In Limited Resource Settings
Recommendation B1a
➤ Public health authorities, ministries of health, and primary care
providers should vaccinate girls as early as possible, starting at 9 years
through 14 years of age (Strong Recommendation; EB-H).
Recommendation B2a
➤ For girls starting at 9 years of age who are immune competent, a two
dose regimen is recommended (Moderate Recommendation; EB-I).
Recommendation B2b
➤ The interval between the doses should be at least 6 months and may be
up to 12–15 months (6 months: Strong Recommendation; EB-H, 12–15
months: Moderate Recommendation; EB-L).
Recommendation B3
➤ If there are sufficient resources remaining after vaccinating high-priority
populations with an adequate target (minimum recommended coverage
is ≥50% with two doses, with a target of 80%), for females who have
received one dose and are more than 14 years of age, public health
authorities may provide additional doses/complete the series up to 26
years of age (Moderate Recommendation; EB-I).
Recommendation B4
a
➤ For prevention of cervical cancer in limited resource settings where
vaccine coverage of girls is ≥50%, vaccination of boys is NOT
recommended.
• For prevention of cervical cancer, if there is low vaccine coverage of the priority
female target population (<50%) in limited resource settings, then vaccination may
be extended to boys (Moderate Recommendation; EB-I).

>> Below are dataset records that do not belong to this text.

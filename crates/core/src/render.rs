//! Slack mrkdwn renderings of fetched entities.

use regex::{Regex, RegexBuilder};

use crate::domain::commit::Commit;
use crate::domain::issue::{Issue, IssueKey};
use crate::domain::pull_request::PullRequest;
use crate::domain::search::{Mergeability, QuickWin, SearchHit, SearchSort};

pub const MISSING_ISSUE_LINK: &str = "No linked issue?";
pub const MAX_LISTED_FILES: usize = 3;
const TIMESTAMP_FORMAT: &str = "%Y-%m-%d %H:%M:%S";

pub struct ResponseFormatter {
    tracker_base_url: String,
    issue_key: Regex,
    project_key: String,
}

impl ResponseFormatter {
    pub fn new(tracker_base_url: &str, project_key: &str) -> Result<Self, regex::Error> {
        let project_key = project_key.trim().to_ascii_uppercase();
        let issue_key =
            RegexBuilder::new(&format!(r"{}-?([0-9]+)", regex::escape(&project_key)))
                .case_insensitive(true)
                .build()?;
        Ok(Self {
            tracker_base_url: tracker_base_url.trim_end_matches('/').to_owned(),
            issue_key,
            project_key,
        })
    }

    pub fn issue_url(&self, key: &IssueKey) -> String {
        format!("{}/browse/{key}", self.tracker_base_url)
    }

    /// Tracker key referenced in a pull request title, if any.
    pub fn linked_issue(&self, title: &str) -> Option<IssueKey> {
        let number = self.issue_key.captures(title)?.get(1)?.as_str().parse::<u64>().ok()?;
        Some(IssueKey::new(&self.project_key, number))
    }

    pub fn pull_request(&self, pull: &PullRequest) -> String {
        let tracker_link = match self.linked_issue(&pull.title) {
            Some(key) => format!(":clipboard: {}", self.issue_url(&key)),
            None => MISSING_ISSUE_LINK.to_owned(),
        };

        format!(
            "*PULL #{number}*: {title}\nPR for *{base}* by {author}, created {created}\nMilestone: {milestone}\tState: {state}\tReviews: {reviews}\tMergeable: {mergeable}\n{tracker_link}\n:github: {url}",
            number = pull.number,
            title = pull.title,
            base = pull.base_branch,
            author = pull.author,
            created = pull.created_at.format(TIMESTAMP_FORMAT),
            milestone = pull.milestone.as_deref().unwrap_or("none"),
            state = pull.state,
            reviews = pull.review_comment_count,
            mergeable = mergeable_text(pull.mergeable),
            url = pull.url,
        )
    }

    pub fn issue(&self, issue: &Issue, related: &[SearchHit]) -> String {
        let mut response = format!(
            "*ISSUE [{key}]*: {summary}\n{issue_type} reported by {reporter}, created {created}\nStatus: {status}\tPriority: {priority}\tAffects: {versions}\n:clipboard: {url}",
            key = issue.key,
            summary = issue.summary,
            issue_type = issue.issue_type.as_deref().unwrap_or("Issue"),
            reporter = issue.reporter,
            created = issue.created,
            status = issue.status,
            priority = issue.priority.as_deref().unwrap_or("none"),
            versions = issue.versions.join(","),
            url = self.issue_url(&issue.key),
        );

        if !related.is_empty() {
            response.push_str(&format!(
                "\n\n*Related pull requests* (by search for '{}'):\n",
                issue.key
            ));
            for hit in related {
                response.push_str(&format!(
                    ":github: *#{}* {} ({})\n{}\n",
                    hit.number, hit.title, hit.state, hit.url
                ));
            }
        }

        response
    }
}

fn mergeable_text(mergeable: Option<bool>) -> &'static str {
    match mergeable {
        Some(true) => "yes",
        Some(false) => "no",
        None => "unknown",
    }
}

pub fn commit(commit: &Commit) -> String {
    let mut response = format!(
        "Commit {sha} by {author} on {date} `+{additions}` `-{deletions}` `({total})`\n```{message}```\n{url}\n{count} files changed",
        sha = commit.short_sha(),
        author = commit.author,
        date = commit.date.format(TIMESTAMP_FORMAT),
        additions = commit.stats.additions,
        deletions = commit.stats.deletions,
        total = commit.stats.total,
        message = commit.message,
        url = commit.url,
        count = commit.files.len(),
    );

    if commit.files.len() > MAX_LISTED_FILES {
        response.push_str(" (suppressing details for >3 files, follow above link for more info)");
    } else if !commit.files.is_empty() {
        let files = commit
            .files
            .iter()
            .map(|file| {
                format!(
                    "{} `+{}` `-{}` `({})`",
                    file.filename, file.additions, file.deletions, file.changes
                )
            })
            .collect::<Vec<_>>()
            .join("\n");
        response.push_str(&format!("\n*Files*:\n{files}"));
    }

    response
}

pub fn quick_wins(milestone: &str, sort: SearchSort, results: &[QuickWin], limit: usize) -> String {
    if results.is_empty() {
        return format!("No open quick wins found for milestone *{milestone}*.");
    }

    let entries = results
        .iter()
        .take(limit)
        .map(|quick_win| {
            format!(
                ":github: *#{number}* {title} `+{approvals}` `-{changes}` {label}\n{url}",
                number = quick_win.hit.number,
                title = quick_win.hit.title,
                approvals = quick_win.reviews.approvals,
                changes = quick_win.reviews.changes_requested,
                label = Mergeability::derive(&quick_win.reviews),
                url = quick_win.hit.url,
            )
        })
        .collect::<Vec<_>>()
        .join("\n");

    format!("*Quick wins* for milestone *{milestone}* ({}):\n{entries}", sort.as_str())
}

#[cfg(test)]
mod tests {
    use chrono::{TimeZone, Utc};

    use super::{commit, quick_wins, ResponseFormatter, MISSING_ISSUE_LINK};
    use crate::domain::commit::{Commit, DiffStats, FileChange};
    use crate::domain::issue::{Issue, IssueKey};
    use crate::domain::pull_request::PullRequest;
    use crate::domain::search::{MergeableState, QuickWin, ReviewSummary, SearchHit, SearchSort};

    fn formatter() -> ResponseFormatter {
        ResponseFormatter::new("https://jira.duraspace.org/", "DS").expect("formatter")
    }

    fn pull_request(title: &str) -> PullRequest {
        PullRequest {
            number: 2048,
            title: title.to_owned(),
            base_branch: "main".to_owned(),
            author: "kshepherd".to_owned(),
            created_at: Utc.with_ymd_and_hms(2018, 5, 1, 12, 30, 0).unwrap(),
            milestone: Some("7.0".to_owned()),
            state: "open".to_owned(),
            review_comment_count: 3,
            mergeable: Some(true),
            url: "https://github.com/DSpace/DSpace/pull/2048".to_owned(),
        }
    }

    fn commit_with_files(count: usize) -> Commit {
        Commit {
            sha: "6d1b695f0e9c0fe3b7a1".to_owned(),
            author: "Andrea".to_owned(),
            date: Utc.with_ymd_and_hms(2018, 6, 2, 8, 0, 5).unwrap(),
            message: "Fix item import".to_owned(),
            stats: DiffStats { additions: 10, deletions: 2, total: 12 },
            files: (0..count)
                .map(|index| FileChange {
                    filename: format!("src/File{index}.java"),
                    additions: 5,
                    deletions: 1,
                    changes: 6,
                })
                .collect(),
            url: "https://github.com/DSpace/DSpace/commit/6d1b695".to_owned(),
        }
    }

    #[test]
    fn pull_request_links_issue_key_from_title() {
        let rendered = formatter().pull_request(&pull_request("DS-1234 fix the thing"));

        assert_eq!(
            rendered,
            "*PULL #2048*: DS-1234 fix the thing\n\
             PR for *main* by kshepherd, created 2018-05-01 12:30:00\n\
             Milestone: 7.0\tState: open\tReviews: 3\tMergeable: yes\n\
             :clipboard: https://jira.duraspace.org/browse/DS-1234\n\
             :github: https://github.com/DSpace/DSpace/pull/2048"
        );
    }

    #[test]
    fn pull_request_without_issue_key_gets_disclaimer() {
        let mut pull = pull_request("Tidy up the build");
        pull.milestone = None;
        pull.mergeable = None;
        let rendered = formatter().pull_request(&pull);

        assert!(rendered.contains(MISSING_ISSUE_LINK));
        assert!(!rendered.contains("/browse/"));
        assert!(rendered.contains("Milestone: none"));
        assert!(rendered.contains("Mergeable: unknown"));
    }

    #[test]
    fn linked_issue_accepts_unhyphenated_keys() {
        assert_eq!(formatter().linked_issue("[ds3734] bump"), Some(IssueKey::new("DS", 3734)));
    }

    #[test]
    fn issue_appends_related_pull_requests() {
        let issue = Issue {
            key: IssueKey::new("DS", 3734),
            summary: "Item import fails".to_owned(),
            issue_type: Some("Bug".to_owned()),
            reporter: "Tim Donohue".to_owned(),
            created: "2018-01-02T10:00:00.000+0000".to_owned(),
            status: "Open".to_owned(),
            priority: Some("Major".to_owned()),
            versions: vec!["6.2".to_owned(), "7.0".to_owned()],
        };
        let related = vec![SearchHit {
            number: 2001,
            title: "DS-3734 fix import".to_owned(),
            state: "open".to_owned(),
            url: "https://github.com/DSpace/DSpace/pull/2001".to_owned(),
        }];

        let bare = formatter().issue(&issue, &[]);
        assert_eq!(
            bare,
            "*ISSUE [DS-3734]*: Item import fails\n\
             Bug reported by Tim Donohue, created 2018-01-02T10:00:00.000+0000\n\
             Status: Open\tPriority: Major\tAffects: 6.2,7.0\n\
             :clipboard: https://jira.duraspace.org/browse/DS-3734"
        );

        let with_related = formatter().issue(&issue, &related);
        assert!(with_related.starts_with(&bare));
        assert!(with_related.ends_with(
            "\n\n*Related pull requests* (by search for 'DS-3734'):\n\
             :github: *#2001* DS-3734 fix import (open)\n\
             https://github.com/DSpace/DSpace/pull/2001\n"
        ));
    }

    #[test]
    fn commit_with_many_files_suppresses_file_list() {
        let rendered = commit(&commit_with_files(4));

        assert!(!rendered.contains("src/File0.java"));
        assert!(!rendered.contains("*Files*"));
        assert!(rendered.ends_with(
            "4 files changed (suppressing details for >3 files, follow above link for more info)"
        ));
    }

    #[test]
    fn commit_with_few_files_lists_them() {
        let rendered = commit(&commit_with_files(2));

        assert_eq!(
            rendered,
            "Commit 6d1b695 by Andrea on 2018-06-02 08:00:05 `+10` `-2` `(12)`\n\
             ```Fix item import```\n\
             https://github.com/DSpace/DSpace/commit/6d1b695\n\
             2 files changed\n\
             *Files*:\n\
             src/File0.java `+5` `-1` `(6)`\n\
             src/File1.java `+5` `-1` `(6)`"
        );
    }

    #[test]
    fn quick_wins_are_capped_and_labelled() {
        let results = (1..=8)
            .map(|number| QuickWin {
                hit: SearchHit {
                    number,
                    title: format!("Quick fix {number}"),
                    state: "open".to_owned(),
                    url: format!("https://github.com/DSpace/DSpace/pull/{number}"),
                },
                reviews: ReviewSummary {
                    approvals: 2,
                    changes_requested: 0,
                    mergeable_state: MergeableState::Clean,
                },
            })
            .collect::<Vec<_>>();

        let rendered = quick_wins("7.0", SearchSort::Newest, &results, 5);

        assert!(rendered.starts_with("*Quick wins* for milestone *7.0* (newest):\n"));
        assert_eq!(rendered.matches(":github:").count(), 5);
        assert!(rendered.contains(":github: *#1* Quick fix 1 `+2` `-0` can be merged (+2)"));
        assert!(!rendered.contains("#6*"));
    }

    #[test]
    fn empty_quick_win_search_says_so() {
        assert_eq!(
            quick_wins("7.0", SearchSort::Oldest, &[], 5),
            "No open quick wins found for milestone *7.0*."
        );
    }
}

In Basic Resource Settings
Recommendation C1
➤ Public health authorities, ministries of health, and primary care
providers should vaccinate girls in the priority target age group starting
as early as possible through 14 years of age (Strong Recommendation;
EB-H).
Recommendation C2a
➤ For girls starting at 9 years of age who are immune competent, a two-
dose regimen is recommended (Moderate Recommendation; EB-I).